2 What is “ground?” This is another basic that’s surprisingly overlooked. We’ve been trained to assume that the chassis is always at zero potential. But is that always true? Key grounds worth probing to the chassis are ECU, fuel pump relay and the pump itself. There should be very little voltage between a ground terminal and the chassis, less than a tenth of a volt. This is not a continuity test: don’t forget to power the circuit in question and use a millivolt scale on your voltmeter. Is the fuel pump relay grounded to an under dash bracket? I’ve seen bad grounds caused by loose or missing screws and bolts under the dash, partially isolating the dash structure from the chassis. Your meter helps here too, and if it’s questionable, a good fix is often to simply add an additional ground to a known good chassis point.

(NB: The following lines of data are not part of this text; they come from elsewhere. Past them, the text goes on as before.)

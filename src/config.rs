//! Run configuration: calibration constants, input layout and the job list.
//!
//! Settings come from an optional TOML file:
//!
//! ```toml
//! # michelson.toml
//! [input]
//! data_dir = "files"
//! header_lines = 18
//! footer_lines = 1
//!
//! [calibration]
//! wavelength_offset_um = 2e-7
//! reference_wavelength_um = 0.5
//! ```
//!
//! Jobs come from an optional CSV manifest with the header
//! `file,left_nm,right_nm,title`; without one the lab session's built-in
//! list is used.

use std::path::{Path, PathBuf};

use anyhow::{bail, Context, Result};
use serde::Deserialize;

use crate::data::loader::{TableLayout, DEFAULT_FOOTER_LINES, DEFAULT_HEADER_LINES};
use crate::spectral::WAVELENGTH_OFFSET_UM;

/// Wavelength at which resolution is quoted when nothing else is known
/// about the source (middle of the visible range).
pub const DEFAULT_REFERENCE_WAVELENGTH_UM: f64 = 0.5;

/// Directory the lab exports live in, relative to the working directory.
pub const DEFAULT_DATA_DIR: &str = "files";

// ---------------------------------------------------------------------------
// TOML file
// ---------------------------------------------------------------------------

/// Root of `michelson.toml`. Every key is optional.
#[derive(Debug, Default, Deserialize)]
#[serde(deny_unknown_fields)]
pub struct ConfigFile {
    #[serde(default)]
    pub input: InputConfig,
    #[serde(default)]
    pub calibration: CalibrationConfig,
}

#[derive(Debug, Default, Deserialize)]
#[serde(deny_unknown_fields)]
pub struct InputConfig {
    /// Base directory for relative job paths.
    pub data_dir: Option<PathBuf>,
    pub header_lines: Option<usize>,
    pub footer_lines: Option<usize>,
}

#[derive(Debug, Default, Deserialize)]
#[serde(deny_unknown_fields)]
pub struct CalibrationConfig {
    /// Subtracted from every `1 / f`, in µm.
    pub wavelength_offset_um: Option<f64>,
    /// Where the wavelength resolution is evaluated, in µm.
    pub reference_wavelength_um: Option<f64>,
}

impl ConfigFile {
    /// Load configuration from a TOML file.
    pub fn from_file(path: &Path) -> Result<Self> {
        let content = std::fs::read_to_string(path)
            .with_context(|| format!("Failed to read config file: {}", path.display()))?;
        Self::from_toml(&content)
    }

    /// Parse configuration from a TOML string.
    pub fn from_toml(content: &str) -> Result<Self> {
        toml::from_str(content).context("Failed to parse TOML configuration")
    }
}

// ---------------------------------------------------------------------------
// Resolved settings
// ---------------------------------------------------------------------------

/// Fully resolved settings the pipeline runs with.
#[derive(Debug, Clone, PartialEq)]
pub struct Settings {
    pub data_dir: PathBuf,
    pub layout: TableLayout,
    pub wavelength_offset_um: f64,
    pub reference_wavelength_um: f64,
}

impl Default for Settings {
    fn default() -> Self {
        Self {
            data_dir: PathBuf::from(DEFAULT_DATA_DIR),
            layout: TableLayout::INTERFEROGRAM,
            wavelength_offset_um: WAVELENGTH_OFFSET_UM,
            reference_wavelength_um: DEFAULT_REFERENCE_WAVELENGTH_UM,
        }
    }
}

impl Settings {
    /// Overlay the keys present in `file` on the defaults.
    pub fn from_config(file: &ConfigFile) -> Result<Self> {
        let defaults = Settings::default();
        let reference_wavelength_um = file
            .calibration
            .reference_wavelength_um
            .unwrap_or(defaults.reference_wavelength_um);
        if !(reference_wavelength_um.is_finite() && reference_wavelength_um > 0.0) {
            bail!("reference_wavelength_um must be positive, got {reference_wavelength_um}");
        }
        let wavelength_offset_um = file
            .calibration
            .wavelength_offset_um
            .unwrap_or(defaults.wavelength_offset_um);
        if !wavelength_offset_um.is_finite() {
            bail!("wavelength_offset_um must be finite, got {wavelength_offset_um}");
        }

        Ok(Self {
            data_dir: file.input.data_dir.clone().unwrap_or(defaults.data_dir),
            layout: defaults.layout.with_margins(
                file.input.header_lines.unwrap_or(DEFAULT_HEADER_LINES),
                file.input.footer_lines.unwrap_or(DEFAULT_FOOTER_LINES),
            ),
            wavelength_offset_um,
            reference_wavelength_um,
        })
    }

    /// Job paths are taken relative to `data_dir` unless already absolute.
    pub fn resolve(&self, file: &Path) -> PathBuf {
        if file.is_absolute() {
            file.to_path_buf()
        } else {
            self.data_dir.join(file)
        }
    }
}

// ---------------------------------------------------------------------------
// Jobs
// ---------------------------------------------------------------------------

/// One interferogram to analyse, with the wavelength window (nm) its
/// spectrum is shown in and the title it is labelled with.
#[derive(Debug, Clone, PartialEq, Deserialize)]
pub struct AnalysisJob {
    pub file: PathBuf,
    pub left_nm: f64,
    pub right_nm: f64,
    pub title: String,
}

impl AnalysisJob {
    pub fn new(file: impl Into<PathBuf>, left_nm: f64, right_nm: f64, title: impl Into<String>) -> Self {
        Self {
            file: file.into(),
            left_nm,
            right_nm,
            title: title.into(),
        }
    }
}

/// The measurements kept from the lab session, in presentation order.
pub fn default_jobs() -> Vec<AnalysisJob> {
    vec![
        AnalysisJob::new("laser_he_ne_3.txt", 300.0, 800.0, "Laser He-Ne"),
        AnalysisJob::new("lum_blanche_6.txt", 0.0, 1300.0, "Lumière blanche"),
        AnalysisJob::new("lum_sodium_1.txt", 3900.0, 10000.0, "Lumière sodium longue mesure"),
        AnalysisJob::new("lum_sodium_2.txt", 200.0, 1000.0, "Lumière sodium courte mesure"),
        AnalysisJob::new("lum_mercure_2.txt", 100.0, 800.0, "Lumière mercure"),
        AnalysisJob::new("autre_jaune.txt", 100.0, 800.0, "Lumière jaune"),
    ]
}

/// A plotting window must have its left limit strictly below its right one.
pub fn check_window(left_nm: f64, right_nm: f64) -> Result<()> {
    if !(left_nm < right_nm) {
        bail!("left limit {left_nm} is not below right limit {right_nm}");
    }
    Ok(())
}

/// Read a job manifest (`file,left_nm,right_nm,title`), keeping row order.
pub fn load_manifest(path: &Path) -> Result<Vec<AnalysisJob>> {
    let reader = csv::ReaderBuilder::new()
        .trim(csv::Trim::All)
        .from_path(path)
        .with_context(|| format!("opening manifest {}", path.display()))?;
    read_manifest(reader)
}

pub fn read_manifest<R: std::io::Read>(mut reader: csv::Reader<R>) -> Result<Vec<AnalysisJob>> {
    let mut jobs = Vec::new();
    for (row_no, result) in reader.deserialize().enumerate() {
        let job: AnalysisJob = result.with_context(|| format!("manifest row {}", row_no + 1))?;
        check_window(job.left_nm, job.right_nm)
            .with_context(|| format!("manifest row {}", row_no + 1))?;
        jobs.push(job);
    }
    Ok(jobs)
}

3 What about the fuse? Naturally the first step was to check the fuse, but remember that the fuel pump drive circuit is a key-on engine running circuit, so it has a magnetic attraction to do-it-yourselfers and backyarders installing accessories like driving lights. Pull the fuse, sure, but check that it’s the proper rating. Many amateurs and hackers tap a heavy current line into the circuit, blow the fuse, then replace with a higher rating. This works for a while, but overheats everything and can cause erratic relay operation. Relay hate marginal pull-in current, and can arc themselves to death in a short order. In fact, serious current draw can cause erratic ECU operation in general, so if you’re desperate, consider pulling the fuses for all non-essential circuits and see if things improve. Don’t forget to deal with stored codes and save radio presets beforehand. Unfortunately, there’s no code for “current-drain-through-teenage-thousand-watt-trunk-mounted-stereo,” so if the vehicle looks like a pinball machine, you’ll need every brain cell you can muster.
4 Mechanical factors. Changing the fuel filter is still a given for this kind of troubleshooting, as is a cursory glance at the lines. Sloppy repairs to lines are a sign of trouble, especially if the patch involves flex line. Hacks rarely worry about kinking a line, rubber or metal. And don’t forget the inertia switch. Many drivers, especially of older vehicles with little residual value, will pop a parking lot barrier or wall and say nothing about it. “I just came out of the grocery store and it wouldn’t start.” You can be a real hero by pushing a reset button, but don’t forget to do a thorough fuel system analysis and change the filter. If they won’t tell you about a minor collision, they likely ignore a lot of other maintenance issues too.